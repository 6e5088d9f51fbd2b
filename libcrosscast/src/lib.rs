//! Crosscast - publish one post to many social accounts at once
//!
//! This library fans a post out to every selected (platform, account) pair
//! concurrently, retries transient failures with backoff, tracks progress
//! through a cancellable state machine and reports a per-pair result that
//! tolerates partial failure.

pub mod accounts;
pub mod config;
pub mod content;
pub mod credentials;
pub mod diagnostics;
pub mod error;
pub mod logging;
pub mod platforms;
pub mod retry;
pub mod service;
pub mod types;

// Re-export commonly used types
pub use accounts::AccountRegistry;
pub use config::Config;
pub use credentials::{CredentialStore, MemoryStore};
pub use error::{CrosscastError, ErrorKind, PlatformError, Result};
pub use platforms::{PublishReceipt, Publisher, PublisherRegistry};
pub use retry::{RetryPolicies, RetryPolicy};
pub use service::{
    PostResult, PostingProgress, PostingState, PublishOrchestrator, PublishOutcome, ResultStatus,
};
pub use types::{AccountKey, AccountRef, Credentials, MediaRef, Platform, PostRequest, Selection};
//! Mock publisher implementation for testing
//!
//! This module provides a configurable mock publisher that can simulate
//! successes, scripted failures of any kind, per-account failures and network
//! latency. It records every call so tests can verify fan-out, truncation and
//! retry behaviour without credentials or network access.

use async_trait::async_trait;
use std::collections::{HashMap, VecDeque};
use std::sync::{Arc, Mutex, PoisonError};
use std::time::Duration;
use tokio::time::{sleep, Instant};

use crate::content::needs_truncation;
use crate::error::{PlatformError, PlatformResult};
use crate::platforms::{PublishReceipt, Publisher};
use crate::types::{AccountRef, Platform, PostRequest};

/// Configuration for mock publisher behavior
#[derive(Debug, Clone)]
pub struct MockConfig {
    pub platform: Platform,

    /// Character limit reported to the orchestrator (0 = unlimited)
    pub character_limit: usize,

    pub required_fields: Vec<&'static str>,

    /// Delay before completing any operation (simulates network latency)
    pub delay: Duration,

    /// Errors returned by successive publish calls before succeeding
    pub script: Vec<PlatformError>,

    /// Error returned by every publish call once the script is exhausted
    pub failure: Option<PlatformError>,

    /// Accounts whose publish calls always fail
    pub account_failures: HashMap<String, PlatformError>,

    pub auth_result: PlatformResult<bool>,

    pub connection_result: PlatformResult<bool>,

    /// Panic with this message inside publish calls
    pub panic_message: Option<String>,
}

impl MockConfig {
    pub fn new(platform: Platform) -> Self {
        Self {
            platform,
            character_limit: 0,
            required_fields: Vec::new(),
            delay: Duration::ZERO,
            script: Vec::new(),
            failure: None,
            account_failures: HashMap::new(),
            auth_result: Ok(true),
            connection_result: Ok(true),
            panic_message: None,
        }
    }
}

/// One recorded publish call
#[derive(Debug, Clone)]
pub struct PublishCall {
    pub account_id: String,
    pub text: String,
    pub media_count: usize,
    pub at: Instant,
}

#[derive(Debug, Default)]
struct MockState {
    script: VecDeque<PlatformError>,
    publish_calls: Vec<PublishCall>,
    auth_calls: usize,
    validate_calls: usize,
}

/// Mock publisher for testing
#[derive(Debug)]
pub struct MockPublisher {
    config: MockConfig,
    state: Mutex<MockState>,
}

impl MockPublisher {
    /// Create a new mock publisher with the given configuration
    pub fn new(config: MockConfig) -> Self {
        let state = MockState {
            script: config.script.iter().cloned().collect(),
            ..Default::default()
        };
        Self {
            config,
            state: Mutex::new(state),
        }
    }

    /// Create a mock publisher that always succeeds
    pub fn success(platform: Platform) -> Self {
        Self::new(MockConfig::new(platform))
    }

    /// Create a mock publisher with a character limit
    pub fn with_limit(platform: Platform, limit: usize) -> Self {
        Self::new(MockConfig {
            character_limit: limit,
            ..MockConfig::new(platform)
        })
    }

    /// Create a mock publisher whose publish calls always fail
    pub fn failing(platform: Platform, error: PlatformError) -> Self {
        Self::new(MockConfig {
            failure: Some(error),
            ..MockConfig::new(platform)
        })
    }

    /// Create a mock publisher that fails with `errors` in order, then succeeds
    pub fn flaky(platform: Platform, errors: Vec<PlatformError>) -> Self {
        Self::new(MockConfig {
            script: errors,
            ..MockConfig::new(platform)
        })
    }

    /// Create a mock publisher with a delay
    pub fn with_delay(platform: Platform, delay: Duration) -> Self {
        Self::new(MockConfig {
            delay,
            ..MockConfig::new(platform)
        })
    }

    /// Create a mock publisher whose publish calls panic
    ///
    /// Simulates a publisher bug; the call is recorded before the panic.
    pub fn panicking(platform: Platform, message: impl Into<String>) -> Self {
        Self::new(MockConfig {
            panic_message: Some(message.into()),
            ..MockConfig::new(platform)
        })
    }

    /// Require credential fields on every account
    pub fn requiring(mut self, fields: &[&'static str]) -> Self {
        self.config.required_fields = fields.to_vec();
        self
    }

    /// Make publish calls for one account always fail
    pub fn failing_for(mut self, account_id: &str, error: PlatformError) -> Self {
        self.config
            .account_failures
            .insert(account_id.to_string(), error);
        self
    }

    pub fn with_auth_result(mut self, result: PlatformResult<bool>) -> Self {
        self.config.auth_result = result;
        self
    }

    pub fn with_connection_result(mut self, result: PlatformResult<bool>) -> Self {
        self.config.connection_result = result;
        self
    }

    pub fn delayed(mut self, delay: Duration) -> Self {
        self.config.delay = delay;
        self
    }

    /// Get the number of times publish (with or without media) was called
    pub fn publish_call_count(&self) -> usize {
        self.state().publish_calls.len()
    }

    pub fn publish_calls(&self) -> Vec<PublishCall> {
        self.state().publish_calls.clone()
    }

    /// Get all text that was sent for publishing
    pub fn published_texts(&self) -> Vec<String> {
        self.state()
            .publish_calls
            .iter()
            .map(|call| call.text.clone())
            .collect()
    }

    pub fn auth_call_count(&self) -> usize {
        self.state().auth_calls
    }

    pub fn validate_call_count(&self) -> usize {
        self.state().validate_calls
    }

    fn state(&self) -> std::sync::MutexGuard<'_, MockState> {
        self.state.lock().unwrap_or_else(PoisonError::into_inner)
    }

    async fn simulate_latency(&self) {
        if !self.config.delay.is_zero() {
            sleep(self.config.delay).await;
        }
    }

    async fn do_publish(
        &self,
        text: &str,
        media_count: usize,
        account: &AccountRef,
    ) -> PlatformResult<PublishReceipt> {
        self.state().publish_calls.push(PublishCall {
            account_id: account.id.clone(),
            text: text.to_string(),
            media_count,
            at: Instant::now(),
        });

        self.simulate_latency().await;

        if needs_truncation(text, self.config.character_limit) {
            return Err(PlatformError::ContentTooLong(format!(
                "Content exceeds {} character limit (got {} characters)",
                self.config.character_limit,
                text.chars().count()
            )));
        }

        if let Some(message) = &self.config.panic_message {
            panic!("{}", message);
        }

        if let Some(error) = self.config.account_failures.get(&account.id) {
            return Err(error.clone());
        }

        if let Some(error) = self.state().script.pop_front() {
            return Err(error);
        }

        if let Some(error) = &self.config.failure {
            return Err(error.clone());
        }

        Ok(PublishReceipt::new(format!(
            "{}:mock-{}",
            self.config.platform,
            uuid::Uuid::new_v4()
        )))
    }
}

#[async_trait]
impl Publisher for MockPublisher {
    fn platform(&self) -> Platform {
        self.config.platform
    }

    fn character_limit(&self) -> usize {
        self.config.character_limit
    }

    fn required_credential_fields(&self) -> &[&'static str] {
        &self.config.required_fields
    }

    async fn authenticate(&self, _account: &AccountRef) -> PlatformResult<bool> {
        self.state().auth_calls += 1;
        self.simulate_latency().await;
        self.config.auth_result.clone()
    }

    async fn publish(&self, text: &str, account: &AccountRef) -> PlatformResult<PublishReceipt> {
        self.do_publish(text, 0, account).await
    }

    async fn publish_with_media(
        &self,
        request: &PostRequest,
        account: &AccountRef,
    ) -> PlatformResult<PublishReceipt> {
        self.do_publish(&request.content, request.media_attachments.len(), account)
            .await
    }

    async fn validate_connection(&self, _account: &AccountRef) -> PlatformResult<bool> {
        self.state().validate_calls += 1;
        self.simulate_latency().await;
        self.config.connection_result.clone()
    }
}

⁂

**Work required:**
All that should be written out is the stretch of lines above between the one holding "pub fn auth_call_count(&self)" and the one holding "fn state(&self) ->", inclusive, exactly as given.

**Answer:**
    pub fn auth_call_count(&self) -> usize {
        self.state().auth_calls
    }

    pub fn validate_call_count(&self) -> usize {
        self.state().validate_calls
    }

    fn state(&self) -> std::sync::MutexGuard<'_, MockState> {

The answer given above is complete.